Вы здесь

М. Цветаева. «Лицом повёрнутая к Богу»

— Но лица моего не забудь!
— Я его никогда не знал
.

М. Цветаева

Не жить, не чувствовать — удел завидный…
Отрадно спать, отрадней камнем быть.

Микеланджело Буонарроти[1]

Она всё время обращена лицом к любви: ищет её, жаждет её, находит или теряет и снова судорожно ищет. Сколько было искомых, поначалу обнадёживающих, многообещающих встреч, которые в итоге оказывались невстречами — романами с «неплодной смоковницей» по определению Али[2]. Зато сколько найдено прекрасных и точных слов о любви — их ведь надо было добыть из огня, выхватить из обжигающего пламени жизни. «Любить — видеть человека таким, каким его задумал Бог и не осуществили родители» — никто другой этого не понял, не нашёл, а ведь крайне важное открытие.
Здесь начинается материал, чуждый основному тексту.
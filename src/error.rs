/*
 * Copyright (C) 2020 Oakes, Gregory <gregoryoakes@fastmail.com>
 * Author: Oakes, Gregory <gregory.oakes@fastmail.com>
 *
 * This program is free software: you can redistribute it and/or modify
 * it under the terms of the GNU Affero General Public License as
 * published by the Free Software Foundation, either version 3 of the
 * License, or (at your option) any later version.
 *
 * This program is distributed in the hope that it will be useful,
 * but WITHOUT ANY WARRANTY; without even the implied warranty of
 * MERCHANTABILITY or FITNESS FOR A PARTICULAR PURPOSE.  See the
 * GNU Affero General Public License for more details.
 *
 * You should have received a copy of the GNU Affero General Public License
 * along with this program.  If not, see <http://www.gnu.org/licenses/>.
 */

use std::convert::Infallible;

use jsonwebtoken::errors::ErrorKind as JWTErrorKind;
use mobc_postgres::tokio_postgres::error::SqlState;
use serde::Serialize;
use warp::{http::StatusCode, reject, Rejection, Reply};

#[derive(thiserror::Error, Debug)]
pub enum Error {
    #[error(transparent)]
    DBPoolError(#[from] mobc::Error<mobc_postgres::tokio_postgres::Error>),
    #[error(transparent)]
    DBError(#[from] mobc_postgres::tokio_postgres::Error),
    #[error("{0}")]
    MalformedRequest(&'static str),
    #[error("Username already exists")]
    Conflict,
    #[error("Invalid credentials")]
    InvalidCredentials,
    #[error("unauthorized request")]
    Unauthorized,
    #[error("{0}")]
    Forbidden(&'static str),
    #[error("{0}")]
    NotFound(String),
    #[error(transparent)]
    JWTError(#[from] jsonwebtoken::errors::Error),
    #[error(transparent)]
    IOError(#[from] std::io::Error),
}

impl reject::Reject for Error {}

impl From<Error> for Rejection {
    fn from(item: Error) -> Rejection {
        reject::custom(item)
    }
}

#[derive(Serialize)]
struct ErrorMessage {
    message: String,
}

pub async fn handle_rejects(err: Rejection) -> Result<impl Reply, Infallible> {
    let (code, message) = if err.is_not_found() {
        (StatusCode::NOT_FOUND, "Not found".to_string())
    } else if let Some(e) = err.find::<warp::filters::body::BodyDeserializeError>() {
        (StatusCode::BAD_REQUEST, e.to_string())
    } else if let Some(e) = err.find::<Error>() {
        match e {
            Error::MalformedRequest(_) => (StatusCode::BAD_REQUEST, e.to_string()),
            Error::Conflict => (StatusCode::CONFLICT, e.to_string()),
            Error::InvalidCredentials => (StatusCode::UNAUTHORIZED, e.to_string()),
            Error::Unauthorized => (StatusCode::UNAUTHORIZED, e.to_string()),
            Error::Forbidden(_) => (StatusCode::FORBIDDEN, e.to_string()),
            Error::NotFound(_) => (StatusCode::NOT_FOUND, e.to_string()),
            Error::JWTError(e) => match e.kind() {
                JWTErrorKind::InvalidToken
                | JWTErrorKind::InvalidSignature
                | JWTErrorKind::ExpiredSignature => {
                    (StatusCode::UNAUTHORIZED, "unauthorized request".to_string())
                }
                _ => (
                    StatusCode::INTERNAL_SERVER_ERROR,
                    "internal server error".to_string(),
                ),
            },
            Error::DBError(e) => {
                if e.code() == Some(&SqlState::UNIQUE_VIOLATION) {
                    (StatusCode::CONFLICT, "Username already exists".to_string())
                } else {
                    (
                        StatusCode::INTERNAL_SERVER_ERROR,
                        "internal server error".to_string(),
                    )
                }
            }
            _ => (
                StatusCode::INTERNAL_SERVER_ERROR,
                "internal server error".to_string(),
            ),
        }
    } else if let Some(_) = err.find::<warp::reject::MethodNotAllowed>() {
        (
            StatusCode::METHOD_NOT_ALLOWED,
            "method not allowed".to_string(),
        )
    } else {
        (
            StatusCode::INTERNAL_SERVER_ERROR,
            "internal server error".to_string(),
        )
    };

    Ok(warp::reply::with_status(
        warp::reply::json(&ErrorMessage { message }),
        code,
    ))
}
Всякий, кто «зрит в корень», согласится: по-настоящему важно лишь то, что задумал Бог. Так она и относилась к окружающим — всматривалась вглубь человека, старалась высмотреть в нём замысел Творца, не очень-то обращая внимание на то, что имелось в наличности. Нравилось ли это людям? — вопрос почти риторический. Пожалуй, за таких людей хорошо скажет не цветаевская, а блоковская подруга, которая гневно писала своему поэту: «Вы смотрите на меня, как на какую-то отвлечённую идею; Вы навоображали про меня всяких хороших вещей и за этой фантастической фикцией, которая жила только в вашем воображении, Вы меня, живого человека с живой душой, и не заметили, проглядели. Вы, кажется, даже любили — свою фантазию, свой философский идеал, а я всё ждала, когда же Вы увидите меня, когда поймёте, чего мне нужно, чем я готова отвечать Вам от всей души. Но Вы продолжали фантазировать и философствовать… …Я живой человек и хочу им быть, хотя бы со всеми недостатками; когда же на меня смотрят как на какую-то отвлечённость, хотя бы и идеальнейшую, мне это невыносимо, оскорбительно, чуждо… Вы от жизни тянули меня на какие-то высоты, где мне холодно, страшно и… скучно» (Из неотправленного письма юной Л. Менделеевой А. Блоку).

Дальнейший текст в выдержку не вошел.